* WORK TO COMPLETE: Return the lines below that contain the word "modify".

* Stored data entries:

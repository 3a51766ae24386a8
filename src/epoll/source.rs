use std::os::unix::io::RawFd;
use std::io;

use super::{Epoll, Token, Ready, EpollOpt};

/// Anything registerable with an [`Epoll`]: a raw fd, or a channel that
/// forwards to the fd it owns. Channels implement this directly so
/// `register`/`rearm` on [`Channel`](crate::channel::Channel) can call
/// straight through without exposing the underlying fd.
pub trait Source {
    fn add(&self, epoll: &Epoll, token: Token, interest: Ready, opts: EpollOpt) -> io::Result<()>;

    fn modify(&self, epoll: &Epoll, token: Token, interest: Ready, opts: EpollOpt) -> io::Result<()>;

    fn delete(&self, epoll: &Epoll) -> io::Result<()>;
}

impl Source for RawFd {
    fn add(&self, epoll: &Epoll, token: Token, interest: Ready, opts: EpollOpt) -> io::Result<()> {
        epoll.0.add(*self, token, interest, opts)
    }

    fn modify(&self, epoll: &Epoll, token: Token, interest: Ready, opts: EpollOpt) -> io::Result<()> {
        epoll.0.modify(*self, token, interest, opts)
    }

    fn delete(&self, epoll: &Epoll) -> io::Result<()> {
        epoll.0.delete(*self)
    }
}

* WRITTEN RESPONSE:
    fn modify(&self, epoll: &Epoll, token: Token, interest: Ready, opts: EpollOpt) -> io::Result<()>;
    fn modify(&self, epoll: &Epoll, token: Token, interest: Ready, opts: EpollOpt) -> io::Result<()> {
        epoll.0.modify(*self, token, interest, opts)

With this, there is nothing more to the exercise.